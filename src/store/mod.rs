//! Per-session state for the three remote resources

pub mod slot;
pub mod stock_store;

use serde::{Deserialize, Serialize};

pub use slot::{Phase, ResourceSlot, ResourceState, Ticket};
pub use stock_store::StockStore;

/// How a slot treats fetches that overlap.
#[derive(Debug, Clone, Copy, PartialEq, Eq, Default, Serialize, Deserialize)]
#[serde(rename_all = "snake_case")]
pub enum SettlementPolicy {
    /// Whichever fetch resolves last determines the state, even if it was
    /// issued first.
    #[default]
    LastSettled,
    /// Only the most recently issued fetch may settle; older ones are
    /// discarded when they resolve.
    LatestIssued,
}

....................

The output consists solely of the lines from the line that contains "three remote resources" through the final line of the data.

• **Result of this task**
//! Per-session state for the three remote resources

pub mod slot;
pub mod stock_store;

use serde::{Deserialize, Serialize};

pub use slot::{Phase, ResourceSlot, ResourceState, Ticket};
pub use stock_store::StockStore;

/// How a slot treats fetches that overlap.
#[derive(Debug, Clone, Copy, PartialEq, Eq, Default, Serialize, Deserialize)]
#[serde(rename_all = "snake_case")]
pub enum SettlementPolicy {
    /// Whichever fetch resolves last determines the state, even if it was
    /// issued first.
    #[default]
    LastSettled,
    /// Only the most recently issued fetch may settle; older ones are
    /// discarded when they resolve.
    LatestIssued,
}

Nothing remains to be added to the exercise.